SCOTT MILNE MATHESONScott Milne Matheson was born in Chicago, Illinois in 1929. During the early 1930s, his family moved to Parowan, Utah and then later moved to Salt Lake City. He attended East High School and then University of Utah before graduating from Stanford University Law School in 1952. Matheson practiced law in Cedar City for several years and then moved to Salt Lake City to work as the deputy attorney for Salt Lake County. He then worked for the legal department of the Union Pacific Railroad.
An active member of the Democratic party since college, Matheson ran for governor in 1976 and won, making him one of the few Democrats to win that year. At his inauguration, Matheson declined the traditional military cannon salute to emphasize his inaugural address, which stressed the need to use Utah’s resources wisely and to protect the environment.
Matheson faced many challenges during his two terms as governor: devastating drought, increasing population, growing inflation, spiraling Medicaid costs, and fast-growing enrollment in schools. Matheson successfully protested the location of an MX missile system in Utah and the transfer of nerve gas bombs to the state. Because environmental issues were important to Matheson, he opposed nuclear waster dumps in Utah. Three-thousand acres of the Deep Creek Mountains is named Scott’s Basin in honor of Matheson’s conservation efforts. Matheson had the foresight to see that computer technology would play an important role in the future and requested funds for the state to own and manage its own data processing system.

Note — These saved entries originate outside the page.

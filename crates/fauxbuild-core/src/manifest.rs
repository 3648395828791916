use serde::{Deserialize, Serialize};
use std::path::Path;

use fauxbuild_util::errors::FauxError;

/// The parts of a `Cargo.toml` that designate build targets.
///
/// A manifest may have a `[package]` (the root package), a `[workspace]`
/// (member packages), or both. Everything else in the file is ignored.
#[derive(Debug, Clone, Default, Serialize, Deserialize)]
pub struct Manifest {
    #[serde(default)]
    pub package: Option<PackageMetadata>,

    #[serde(default)]
    pub workspace: Option<WorkspaceConfig>,
}

/// Package identity from the `[package]` section.
#[derive(Debug, Clone, Serialize, Deserialize)]
pub struct PackageMetadata {
    pub name: String,
    #[serde(default)]
    pub version: Option<ManifestVersion>,
}

/// A package version: either a literal or `version.workspace = true`.
#[derive(Debug, Clone, PartialEq, Eq, Serialize, Deserialize)]
#[serde(untagged)]
pub enum ManifestVersion {
    Literal(String),
    Inherited { workspace: bool },
}

/// Workspace configuration from the `[workspace]` section.
#[derive(Debug, Clone, Default, Serialize, Deserialize)]
pub struct WorkspaceConfig {
    #[serde(default)]
    pub members: Vec<String>,
    #[serde(default)]
    pub package: Option<WorkspacePackage>,
}

/// Values members may inherit from `[workspace.package]`.
#[derive(Debug, Clone, Default, Serialize, Deserialize)]
pub struct WorkspacePackage {
    #[serde(default)]
    pub version: Option<String>,
}

/// Version Cargo assumes when `[package]` omits one.
pub const DEFAULT_PACKAGE_VERSION: &str = "0.0.0";

impl Manifest {
    /// Load and parse a `Cargo.toml` file from the given path.
    pub fn from_path(path: &Path) -> miette::Result<Self> {
        let content = std::fs::read_to_string(path).map_err(|e| FauxError::Manifest {
            message: format!("Failed to read {}: {e}", path.display()),
        })?;
        Self::parse_toml(&content).map_err(|e| {
            FauxError::Manifest {
                message: format!("Failed to parse {}: {e}", path.display()),
            }
            .into()
        })
    }

    /// Parse manifest contents.
    pub fn parse_toml(content: &str) -> Result<Self, toml::de::Error> {
        toml::from_str(content)
    }

    /// Version inherited by members that declare `version.workspace = true`.
    pub fn workspace_version(&self) -> Option<&str> {
        self.workspace
            .as_ref()
            .and_then(|ws| ws.package.as_ref())
            .and_then(|p| p.version.as_deref())
    }
}

impl PackageMetadata {
    /// The concrete version of this package.
    ///
    /// `inherited` is the workspace root's `[workspace.package] version`, used
    /// when the package declares `version.workspace = true`.
    pub fn resolved_version(&self, inherited: Option<&str>) -> Result<String, String> {
        match &self.version {
            None => Ok(DEFAULT_PACKAGE_VERSION.to_string()),
            Some(ManifestVersion::Literal(v)) => Ok(v.clone()),
            Some(ManifestVersion::Inherited { workspace: true }) => inherited
                .map(str::to_string)
                .ok_or_else(|| {
                    format!(
                        "package `{}` inherits its version from the workspace, \
                         but [workspace.package] has no version",
                        self.name
                    )
                }),
            Some(ManifestVersion::Inherited { workspace: false }) => Err(format!(
                "package `{}` has `version.workspace = false`, which is not a version",
                self.name
            )),
        }
    }
}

Alvin L. Gittins (1922–1981), one of Utah’s finest painters, came from England to study art at Brigham Young University. He later taught for many years at the University of Utah. Gittins was Utah’s most dominant portrait painter and was noted for his ability to capture his subject’s personality, as well as likeness, and for his masterly traditional styles. He also painted Governor Rampton’s portrait.